Fast forward ten years. Three weeks ago I’m heading west by myself on the Pennsylvania Turnpike. I’m going to the Jubilee Conference in Pittsburgh. This gathering of 2500 college students has been going on for over thirty years. It’s run by the Coalition for Christian Outreach, a Pittsburgh-based campus ministry group that I was a part of from 1978 to 1981. It was at Geneva College and with the CCO that faith and life really started to make sense to me – in fact it came to life – as our training and study laid out that Dutch neo-Calvinist approach to faith and life. It was like scales fell from my eyes. Before hopping in the car to head west, I decided to grab a couple of things to listen to on the way out. I borrowed Derek Melleby’s copy of Stephen Colebert’s “I Am American and So Can You” book on CD, along with a bootleg CD copy of a lecture someone had given me a few months before. There in black magic marker on the CD were these words: “The Emergent Church – Mark Driscoll.” Now I had heard that Driscoll had experienced an epiphany of sorts. I had heard that he was now hanging out with John Piper. I had heard that he was also hanging out with guys like C.J. Mahaney and Joshua Harris – who themselves had undergone some recent transformation as a result of discovering and embracing Reformed theology. I had also heard that he was hanging out with Tim Keller and was reading John Stott. This was not the Mark Driscoll I had listened to in San Diego.

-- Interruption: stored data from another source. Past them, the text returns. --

//! Register, interconnect and pin-mux access model for the WFG FPGA IP blocks.
//!
//! A `RegisterMap` describes every module of the FPGA image, its registers and their fields.
//! It is loaded from the embedded WFG table (`wfg()`), from a JSON table document, or from a
//! CMSIS-SVD file. `RegisterSession` drives reads and writes through any `Transport`.

mod codec;
mod error;
mod field;
mod interconnect;
mod map;
mod module;
mod pinmux;
mod pins;
mod platform;
mod register;
mod session;
mod table;
mod transport;

pub mod console;
pub mod mcp9808;
pub mod svd;

pub use codec::{decode, encode, BitRange};
pub use error::{RegMapError, RegMapResult, TransportError};
pub use field::FieldSpec;
pub use interconnect::{Interconnect, Route, INTERCONNECT_MODULE};
pub use map::{FieldLocation, RegisterMap};
pub use mcp9808::Mcp9808Emulation;
pub use module::ModuleSpec;
pub use pinmux::{Direction, Edge, InterruptEnable, PinAssignment, PinMux, LANES, PIN_MUX_MODULE};
pub use pins::PinTable;
pub use platform::{wfg, Platform, WFG_TABLE_JSON};
pub use register::{
  AccessSpec, RegisterKind, RegisterSpec, SelectorSpec, DISCONNECT, SELECTOR_FIELD,
};
pub use session::RegisterSession;
pub use table::{map_from_json, parse_pins, parse_registers};
pub use transport::{Access, MemoryTransport, Transport};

So I’m driving. I decide that I’m in the mood for some laughs so I drop Disc #1 of Colbert into the CD player. Fifteen minutes into the CD it starts skipping. Stink. I pop it out. . . . knowing that Derek’s going to blame me for messing up his CD. By default, I pop in the Driscoll CD. I quickly learn that the recording was made last fall at a conference somewhere in Raleigh-Durham, North Carolina. I am immediately drawn in as Driscoll tells his story, including repenting of his earlier arrogance, insecurity, immaturity, and anger. I think, “Hey, I remember that guy.” He talks about the work God has done in his life and the shifts that have taken place. Then, Driscoll launches into a critique of the emergent church. I’m listening to a man graciously transformed. By the end, I know beyond a shadow of a doubt that his eyes had been opened to the same understanding of the Scriptures, faith, and life that God had used to transform me and to shape our ministry with CPYU. I couldn’t help but think back to San Diego. By the time the CD had ended, I had tears in my eyes. And, that funny tingling feeling you get when you see God doing something great, well, it was surging through my body. I literally had to pull into a rest area to sit, think, and rejoice.
As I pulled back on the road I was thinking of three things. First, I was thanking God. Second, I was thinking of all the people I needed to give the CD to. And third, I simply said to God, “If you ever allow me to, I’d like to be able to personally tell Mark Driscoll the story of San Diego, the CD, and how it served as a powerful testimony to your transforming grace.”
So last weekend, a couple of weeks after my trip to Pittsburgh, I fly to Seattle to speak at a banquet for the Shoreline Christian School (by the way, this is another one of those Christian Schools that has embraced Reformed Theology and isn’t the least bit scared to teach kids how to engage the world Christianly!). As the banquet guests are arriving, I’m walking through the room past groups of chatting people. I pass one group and hear a very familiar voice. I turn around – surprised - and see Mark Driscoll. His kids go to the school. To make a long story short, God has answered my prayer. We talk.
Grace is an amazing thing, isn’t it?